• [Task instructions]:
Scan the data, and whenever a line contains "brand", copy it.

• [Source data]:
"""

/// Sanitise and type-check a screened form. `today` bounds birthday and
/// marriage date.
pub fn build_submission(
  form: &PublicForm,
  today: NaiveDate,
) -> Result<NewSubmission> {
  let first_name = sanitize_name(&form.first_name, MAX_NAME_LENGTH)
    .ok_or(Rejection::FirstNameRequired)?;

  let email = form.email.as_deref().and_then(sanitize_email);
  if email.is_none()
    && form.email.as_deref().is_some_and(|e| !e.trim().is_empty())
  {
    return Err(Rejection::InvalidEmail);
  }

  let submission_type: SubmissionType = form
    .submission_type
    .trim()
    .parse()
    .map_err(|_| Rejection::InvalidSubmissionType)?;

  let birthday = date("birthday", &form.birthday);
  if birthday.is_some_and(|b| b > today) {
    return Err(Rejection::FutureBirthday);
  }
  let marriage_date = date("marriage_date", &form.marriage_date);
  if marriage_date.is_some_and(|m| m > today) {
    return Err(Rejection::FutureMarriage);
  }

  let orthodox = form.is_orthodox;
  let mut data = SubmissionData {
    first_name,
    last_name: name(&form.last_name, MAX_NAME_LENGTH).unwrap_or_default(),
    name_suffix: name(&form.name_suffix, MAX_SUFFIX_LENGTH),
    birthday,
    email,
    phone_number: form.phone_number.as_deref().and_then(sanitize_phone),
    membership_status: membership(&form.membership_status),
    marital_status: marital(&form.marital_status),
    marriage_date,

    is_orthodox: orthodox,
    baptismal_name: orthodox
      .then(|| name(&form.baptismal_name, MAX_NAME_LENGTH))
      .flatten(),
    patron_saint: orthodox
      .then(|| name(&form.patron_saint, MAX_GENERAL_LENGTH))
      .flatten(),
    baptism_date: orthodox
      .then(|| date("baptism_date", &form.baptism_date))
      .flatten(),
    chrismation_date: orthodox
      .then(|| date("chrismation_date", &form.chrismation_date))
      .flatten(),

    manual_spouse_name: name(&form.manual_spouse_name, MAX_NAME_LENGTH),
    manual_godfather_name: name(&form.manual_godfather_name, MAX_NAME_LENGTH),
    manual_godmother_name: name(&form.manual_godmother_name, MAX_NAME_LENGTH),
    manual_sponsor_name: name(&form.manual_sponsor_name, MAX_NAME_LENGTH),

    spouse_first_name: name(&form.spouse_first_name, MAX_NAME_LENGTH),
    spouse_last_name: name(&form.spouse_last_name, MAX_NAME_LENGTH),
    spouse_email: form.spouse_email.as_deref().and_then(sanitize_email),
    spouse_phone_number: form
      .spouse_phone_number
      .as_deref()
      .and_then(sanitize_phone),

    address: form.address.as_deref().and_then(sanitize_address),
    city: form.city.as_deref().and_then(sanitize_city),
    zip_code: form.zip_code.as_deref().and_then(sanitize_zip_code),

    children_json: None,
  };
  data
    .set_children(&children(form))
    .map_err(|_| Rejection::SaveFailed)?;

  let errors = validate(&data);
  if !errors.is_empty() {
    return Err(Rejection::Invalid(errors));
  }

  Ok(NewSubmission { submission_type, data })
}

#[cfg(test)]
mod tests {
  use chrono::{TimeDelta, TimeZone};
  use parish_core::link::NewLink;

  use super::*;
  use crate::rate_limit::InMemoryRateLimiter;

  const TOKEN: &str = "0b7c1d2e-3f40-4a5b-8c6d-7e8f90a1b2c3";
  const IP: &str = "203.0.113.20";

  fn now() -> DateTime<Utc> { Utc.with_ymd_and_hms(2024, 6, 1, 12, 0, 0).unwrap() }

  fn today() -> NaiveDate { now().date_naive() }

  fn gate() -> AbuseGate {
    AbuseGate::new(Arc::new(InMemoryRateLimiter::default()), None)
  }

  fn form() -> PublicForm {
    PublicForm {
      submission_type: "NEW".into(),
      first_name: "Mary".into(),
      last_name: Some("Smith".into()),
      form_load_time: Some(now().timestamp() - 60),
      ..Default::default()
    }
  }

  fn link() -> SubmissionLink {
    NewLink {
      created_by:      "priest@example.org".into(),
      expires_at:      None,
      description:     None,
      max_submissions: Some(1),
    }
    .into_link(1, now())
  }

  // ── Screening ───────────────────────────────────────────────────────────

  #[tokio::test]
  async fn clean_form_is_accepted() {
    assert_eq!(gate().screen(&form(), TOKEN, IP, now()).await, Ok(Verdict::Accept));
  }

  #[tokio::test]
  async fn honeypot_is_a_silent_decoy() {
    let f = PublicForm {
      website: Some("http://spam.example".into()),
      first_name: "<script>x</script>".into(),
      form_load_time: None,
      ..form()
    };
    assert_eq!(gate().screen(&f, TOKEN, IP, now()).await, Ok(Verdict::Decoy));
  }

  #[tokio::test]
  async fn timing_window_is_enforced() {
    let gate = gate();
    let at = |secs: i64| PublicForm {
      form_load_time: Some(now().timestamp() - secs),
      ..form()
    };

    assert_eq!(
      gate.screen(&at(2), TOKEN, IP, now()).await,
      Err(Rejection::TooFast)
    );
    assert_eq!(
      gate.screen(&at(1801), TOKEN, IP, now()).await,
      Err(Rejection::SessionExpired)
    );
    assert_eq!(gate.screen(&at(5), TOKEN, IP, now()).await, Ok(Verdict::Accept));
    assert_eq!(
      gate.screen(&at(1800), TOKEN, IP, now()).await,
      Ok(Verdict::Accept)
    );

    let missing = PublicForm { form_load_time: None, ..form() };
    assert_eq!(
      gate.screen(&missing, TOKEN, IP, now()).await,
      Err(Rejection::SessionExpired)
    );
  }

  #[tokio::test]
  async fn extreme_load_times_are_refused_without_overflow() {
    let gate = gate();
    let at = |loaded: i64| PublicForm { form_load_time: Some(loaded), ..form() };

    assert_eq!(
      gate.screen(&at(i64::MIN), TOKEN, IP, now()).await,
      Err(Rejection::SessionExpired)
    );
    assert_eq!(
      gate.screen(&at(i64::MAX), TOKEN, IP, now()).await,
      Err(Rejection::TooFast)
    );
  }

  #[tokio::test]
  async fn sixth_submission_from_an_address_is_refused_on_any_link() {
    let gate = gate();
    for i in 0..5 {
      let at = now() + TimeDelta::minutes(i);
      let token = format!("token-{i}");
      assert_eq!(
        gate.screen(&form(), &token, IP, at).await.map(|_| ()),
        Ok(()),
        "attempt {i}"
      );
      gate.record_accepted(IP, &token, at);
    }

    let later = now() + TimeDelta::minutes(10);
    let fresh = PublicForm { form_load_time: Some(later.timestamp() - 30), ..form() };
    assert_eq!(
      gate.screen(&fresh, "a-brand-new-token", IP, later).await,
      Err(Rejection::IpRateLimited)
    );
    assert_eq!(
      gate.screen(&fresh, "a-brand-new-token", "198.51.100.1", later).await,
      Ok(Verdict::Accept)
    );
  }

  #[tokio::test]
  async fn token_limit_applies_across_addresses() {
    let gate = gate();
    for i in 0..10 {
      gate.record_accepted(&format!("10.0.0.{i}"), TOKEN, now());
    }
    assert_eq!(
      gate.screen(&form(), TOKEN, IP, now()).await,
      Err(Rejection::TokenRateLimited)
    );
  }

  #[tokio::test]
  async fn suspicious_content_is_rejected() {
    let gate = gate();
    let f = PublicForm {
      address: Some("1 Main St' UNION SELECT password".into()),
      ..form()
    };
    assert_eq!(
      gate.screen(&f, TOKEN, IP, now()).await,
      Err(Rejection::SuspiciousContent)
    );

    let f = PublicForm { email: Some("x@y.com --".into()), ..form() };
    assert_eq!(
      gate.screen(&f, TOKEN, IP, now()).await,
      Err(Rejection::SuspiciousContent)
    );

    let f = PublicForm {
      first_name: "Mary onfocus=alert(1)".into(),
      ..form()
    };
    assert_eq!(
      gate.screen(&f, TOKEN, IP, now()).await,
      Err(Rejection::SuspiciousContent)
    );
  }

  // ── Links ───────────────────────────────────────────────────────────────

  #[test]
  fn link_checks_report_the_violated_condition() {
    let gate = gate();
    assert_eq!(
      gate.admit_link(TOKEN, None, now()).map(|_| ()),
      Err(Rejection::UnknownLink)
    );

    let mut exhausted = link();
    exhausted.submission_count = 1;
    assert_eq!(
      gate.admit_link(TOKEN, Some(&exhausted), now()).map(|_| ()),
      Err(Rejection::LinkAtLimit)
    );

    let mut expired = link();
    expired.expires_at = Some(now() - TimeDelta::seconds(1));
    assert_eq!(
      gate.admit_link(TOKEN, Some(&expired), now()).map(|_| ()),
      Err(Rejection::LinkExpired)
    );

    let mut inactive = expired.clone();
    inactive.deactivate();
    assert_eq!(
      gate.admit_link(TOKEN, Some(&inactive), now()).map(|_| ()),
      Err(Rejection::LinkInactive)
    );

    let ok = link();
    assert_eq!(gate.admit_link(TOKEN, Some(&ok), now()).map(|l| l.id), Ok(1));
  }

  #[test]
  fn form_view_checks_address_before_link() {
    let gate = gate();
    for _ in 0..5 {
      gate.limiter().record_ip_submission(IP, now());
    }
    assert_eq!(
      gate.admit_view(TOKEN, None, IP, now()).map(|_| ()),
      Err(Rejection::TooManyRequests)
    );
    assert_eq!(
      gate.admit_view(TOKEN, None, "198.51.100.2", now()).map(|_| ()),
      Err(Rejection::UnknownLink)
    );
  }

  // ── Building ────────────────────────────────────────────────────────────

  #[test]
  fn blank_first_name_is_rejected() {
    let f = PublicForm { first_name: "   <b></b> ".into(), ..form() };
    let err = build_submission(&f, today()).unwrap_err();
    assert_eq!(err, Rejection::FirstNameRequired);
    assert!(err.to_string().contains("First name"));
  }

  #[test]
  fn missing_last_name_fails_validation() {
    let f = PublicForm { last_name: None, ..form() };
    assert_eq!(
      build_submission(&f, today()),
      Err(Rejection::Invalid(vec!["Last name is required".into()]))
    );
  }

  #[test]
  fn bad_email_and_type_are_rejected() {
    let f = PublicForm { email: Some("nobody at home".into()), ..form() };
    assert_eq!(build_submission(&f, today()), Err(Rejection::InvalidEmail));

    let f = PublicForm { submission_type: "DELETE".into(), ..form() };
    assert_eq!(
      build_submission(&f, today()),
      Err(Rejection::InvalidSubmissionType)
    );
  }

  #[test]
  fn future_dates_are_rejected_and_garbage_dropped() {
    let f = PublicForm { birthday: Some("2030-01-01".into()), ..form() };
    assert_eq!(build_submission(&f, today()), Err(Rejection::FutureBirthday));

    let f = PublicForm { marriage_date: Some("2024-06-02".into()), ..form() };
    assert_eq!(build_submission(&f, today()), Err(Rejection::FutureMarriage));

    let f = PublicForm { birthday: Some("last tuesday".into()), ..form() };
    assert_eq!(build_submission(&f, today()).unwrap().data.birthday, None);
  }

  #[test]
  fn fields_are_sanitised_and_statuses_fall_back() {
    let f = PublicForm {
      submission_type: "UPDATE".into(),
      first_name: "  <i>Mary</i>   Ann ".into(),
      email: Some("Mary@Example.com".into()),
      phone_number: Some("not a phone".into()),
      membership_status: Some("ARCHBISHOP".into()),
      marital_status: Some("ENGAGED".into()),
      zip_code: Some("10001".into()),
      ..form()
    };
    let new = build_submission(&f, today()).unwrap();
    assert_eq!(new.submission_type, SubmissionType::Update);
    assert_eq!(new.data.first_name, "Mary Ann");
    assert_eq!(new.data.email.as_deref(), Some("mary@example.com"));
    assert_eq!(new.data.phone_number, None);
    assert_eq!(new.data.membership_status, Some(MembershipStatus::Visitor));
    assert_eq!(new.data.marital_status, None);
    assert_eq!(new.data.zip_code.as_deref(), Some("10001"));
  }

  #[test]
  fn orthodox_block_is_read_only_when_flagged() {
    let mut f = PublicForm {
      baptismal_name: Some("Photini".into()),
      baptism_date: Some("2000-01-06".into()),
      ..form()
    };
    let plain = build_submission(&f, today()).unwrap();
    assert_eq!(plain.data.baptismal_name, None);
    assert_eq!(plain.data.baptism_date, None);

    f.is_orthodox = true;
    let orthodox = build_submission(&f, today()).unwrap();
    assert_eq!(orthodox.data.baptismal_name.as_deref(), Some("Photini"));
    assert_eq!(
      orthodox.data.baptism_date,
      NaiveDate::from_ymd_opt(2000, 1, 6)
    );
  }

  #[test]
  fn children_are_capped_and_blank_names_skipped() {
    let mut kids: Vec<ChildForm> = (0..25)
      .map(|i| ChildForm {
        name:     format!("Child {i}"),
        birthday: Some("2015-03-04".into()),
      })
      .collect();
    kids[0].name = "<br>".into();
    kids[1].birthday = Some("soon".into());

    let f = PublicForm { children: kids, ..form() };
    let new = build_submission(&f, today()).unwrap();
    let children = new.data.children();
    assert_eq!(children.len(), MAX_CHILDREN - 1);
    assert_eq!(children[0].name.as_deref(), Some("Child 1"));
    assert_eq!(children[0].birthday, None);
    assert_eq!(children[1].birthday, NaiveDate::from_ymd_opt(2015, 3, 4));
  }
}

"""

• [Result below]:
      gate.screen(&fresh, "a-brand-new-token", IP, later).await,
      gate.screen(&fresh, "a-brand-new-token", "198.51.100.1", later).await,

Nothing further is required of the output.